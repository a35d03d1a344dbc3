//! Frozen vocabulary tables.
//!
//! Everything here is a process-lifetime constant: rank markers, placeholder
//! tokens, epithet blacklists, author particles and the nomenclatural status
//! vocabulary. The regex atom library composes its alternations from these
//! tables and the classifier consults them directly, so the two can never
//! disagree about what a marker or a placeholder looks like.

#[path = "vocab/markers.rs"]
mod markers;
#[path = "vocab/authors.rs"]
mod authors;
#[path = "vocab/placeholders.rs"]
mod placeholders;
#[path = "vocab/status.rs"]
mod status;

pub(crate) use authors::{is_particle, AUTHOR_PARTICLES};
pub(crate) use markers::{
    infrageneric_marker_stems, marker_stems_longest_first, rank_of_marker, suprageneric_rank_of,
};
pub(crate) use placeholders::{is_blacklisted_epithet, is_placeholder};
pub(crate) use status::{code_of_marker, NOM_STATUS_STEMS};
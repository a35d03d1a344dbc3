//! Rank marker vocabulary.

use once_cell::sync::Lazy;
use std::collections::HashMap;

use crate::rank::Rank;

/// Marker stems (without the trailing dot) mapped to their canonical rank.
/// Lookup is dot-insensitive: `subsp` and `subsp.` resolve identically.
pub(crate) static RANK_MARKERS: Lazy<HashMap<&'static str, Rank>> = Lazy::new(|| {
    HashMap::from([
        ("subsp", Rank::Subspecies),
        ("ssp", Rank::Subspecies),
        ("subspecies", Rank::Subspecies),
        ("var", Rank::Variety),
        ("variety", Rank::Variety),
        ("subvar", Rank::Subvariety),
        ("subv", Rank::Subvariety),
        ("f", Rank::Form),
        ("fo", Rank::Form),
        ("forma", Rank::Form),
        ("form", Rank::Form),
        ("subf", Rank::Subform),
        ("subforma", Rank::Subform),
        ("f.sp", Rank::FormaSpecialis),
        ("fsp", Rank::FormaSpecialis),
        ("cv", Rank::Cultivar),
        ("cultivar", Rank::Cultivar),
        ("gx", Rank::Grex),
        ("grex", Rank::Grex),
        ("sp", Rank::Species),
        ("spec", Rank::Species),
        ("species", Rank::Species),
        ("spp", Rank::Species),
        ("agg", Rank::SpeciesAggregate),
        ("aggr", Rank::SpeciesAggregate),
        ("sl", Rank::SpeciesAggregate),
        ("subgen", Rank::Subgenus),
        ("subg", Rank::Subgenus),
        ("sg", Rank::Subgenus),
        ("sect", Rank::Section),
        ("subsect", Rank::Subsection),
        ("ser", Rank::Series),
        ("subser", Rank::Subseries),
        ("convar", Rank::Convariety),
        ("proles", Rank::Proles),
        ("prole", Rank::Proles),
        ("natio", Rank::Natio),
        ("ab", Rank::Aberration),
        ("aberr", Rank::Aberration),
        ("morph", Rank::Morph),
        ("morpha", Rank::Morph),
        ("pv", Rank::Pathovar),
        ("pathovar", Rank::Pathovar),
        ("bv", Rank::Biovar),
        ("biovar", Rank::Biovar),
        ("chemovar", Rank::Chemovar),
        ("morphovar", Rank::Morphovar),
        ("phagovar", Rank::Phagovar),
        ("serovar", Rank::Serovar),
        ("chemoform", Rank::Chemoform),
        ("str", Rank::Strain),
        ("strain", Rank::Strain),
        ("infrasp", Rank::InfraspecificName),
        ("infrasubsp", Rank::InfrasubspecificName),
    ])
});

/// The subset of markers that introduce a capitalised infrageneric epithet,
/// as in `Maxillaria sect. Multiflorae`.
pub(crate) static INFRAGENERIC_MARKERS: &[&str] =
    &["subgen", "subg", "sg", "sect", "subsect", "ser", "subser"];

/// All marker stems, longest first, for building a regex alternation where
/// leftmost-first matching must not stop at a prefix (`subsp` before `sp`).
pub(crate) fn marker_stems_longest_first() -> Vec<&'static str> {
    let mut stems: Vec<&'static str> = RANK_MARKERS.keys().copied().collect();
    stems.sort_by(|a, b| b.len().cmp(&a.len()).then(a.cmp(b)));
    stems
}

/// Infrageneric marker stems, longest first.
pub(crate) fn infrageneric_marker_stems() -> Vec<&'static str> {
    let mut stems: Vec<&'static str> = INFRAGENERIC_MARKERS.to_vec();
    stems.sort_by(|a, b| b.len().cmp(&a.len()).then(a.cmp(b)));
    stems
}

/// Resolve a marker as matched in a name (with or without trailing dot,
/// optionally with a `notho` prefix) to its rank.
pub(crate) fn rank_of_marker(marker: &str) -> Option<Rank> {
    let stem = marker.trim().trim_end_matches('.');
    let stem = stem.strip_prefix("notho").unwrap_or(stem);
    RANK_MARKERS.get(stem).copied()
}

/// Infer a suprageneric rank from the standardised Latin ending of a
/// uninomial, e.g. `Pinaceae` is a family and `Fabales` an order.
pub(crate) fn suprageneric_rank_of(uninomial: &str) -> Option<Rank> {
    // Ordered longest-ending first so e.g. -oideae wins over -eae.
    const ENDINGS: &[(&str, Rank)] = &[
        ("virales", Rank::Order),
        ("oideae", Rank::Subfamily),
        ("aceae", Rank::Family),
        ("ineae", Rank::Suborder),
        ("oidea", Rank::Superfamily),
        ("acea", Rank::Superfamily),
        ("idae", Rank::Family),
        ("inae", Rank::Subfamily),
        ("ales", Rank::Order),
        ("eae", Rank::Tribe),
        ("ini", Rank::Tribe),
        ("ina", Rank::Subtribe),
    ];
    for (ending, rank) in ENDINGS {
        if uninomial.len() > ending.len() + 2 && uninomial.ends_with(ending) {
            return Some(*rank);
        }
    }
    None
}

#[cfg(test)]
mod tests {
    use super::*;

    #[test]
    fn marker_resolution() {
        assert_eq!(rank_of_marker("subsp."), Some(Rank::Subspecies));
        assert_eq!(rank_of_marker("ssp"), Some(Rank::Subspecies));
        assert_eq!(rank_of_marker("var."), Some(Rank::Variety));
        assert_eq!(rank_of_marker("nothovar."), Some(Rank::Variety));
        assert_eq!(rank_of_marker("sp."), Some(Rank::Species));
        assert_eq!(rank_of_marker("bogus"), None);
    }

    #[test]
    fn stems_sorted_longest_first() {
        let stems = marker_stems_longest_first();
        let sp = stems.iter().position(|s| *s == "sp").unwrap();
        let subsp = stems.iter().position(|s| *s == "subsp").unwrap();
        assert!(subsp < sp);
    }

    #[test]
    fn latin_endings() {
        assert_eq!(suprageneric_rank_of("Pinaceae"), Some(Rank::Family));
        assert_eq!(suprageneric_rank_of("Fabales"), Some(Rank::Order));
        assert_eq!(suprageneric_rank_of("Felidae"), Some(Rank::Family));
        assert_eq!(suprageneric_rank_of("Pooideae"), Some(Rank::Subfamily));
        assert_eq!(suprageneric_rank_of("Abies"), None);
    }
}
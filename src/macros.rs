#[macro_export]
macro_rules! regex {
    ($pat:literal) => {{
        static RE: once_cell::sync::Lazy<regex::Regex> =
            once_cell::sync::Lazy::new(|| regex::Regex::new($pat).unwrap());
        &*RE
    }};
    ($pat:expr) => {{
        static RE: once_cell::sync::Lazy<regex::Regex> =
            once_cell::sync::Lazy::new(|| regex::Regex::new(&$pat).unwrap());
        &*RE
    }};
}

====

What you are asked to do ->
Write down, word for word, the lines above from the one containing "str> = INFRAGENERIC_MARKERS.to_vec();" through the one containing "for (ending, rank)", both ends included.

Solved exercise ->
    let mut stems: Vec<&'static str> = INFRAGENERIC_MARKERS.to_vec();
    stems.sort_by(|a, b| b.len().cmp(&a.len()).then(a.cmp(b)));
    stems
}

/// Resolve a marker as matched in a name (with or without trailing dot,
/// optionally with a `notho` prefix) to its rank.
pub(crate) fn rank_of_marker(marker: &str) -> Option<Rank> {
    let stem = marker.trim().trim_end_matches('.');
    let stem = stem.strip_prefix("notho").unwrap_or(stem);
    RANK_MARKERS.get(stem).copied()
}

/// Infer a suprageneric rank from the standardised Latin ending of a
/// uninomial, e.g. `Pinaceae` is a family and `Fabales` an order.
pub(crate) fn suprageneric_rank_of(uninomial: &str) -> Option<Rank> {
    // Ordered longest-ending first so e.g. -oideae wins over -eae.
    const ENDINGS: &[(&str, Rank)] = &[
        ("virales", Rank::Order),
        ("oideae", Rank::Subfamily),
        ("aceae", Rank::Family),
        ("ineae", Rank::Suborder),
        ("oidea", Rank::Superfamily),
        ("acea", Rank::Superfamily),
        ("idae", Rank::Family),
        ("inae", Rank::Subfamily),
        ("ales", Rank::Order),
        ("eae", Rank::Tribe),
        ("ini", Rank::Tribe),
        ("ina", Rank::Subtribe),
    ];
    for (ending, rank) in ENDINGS {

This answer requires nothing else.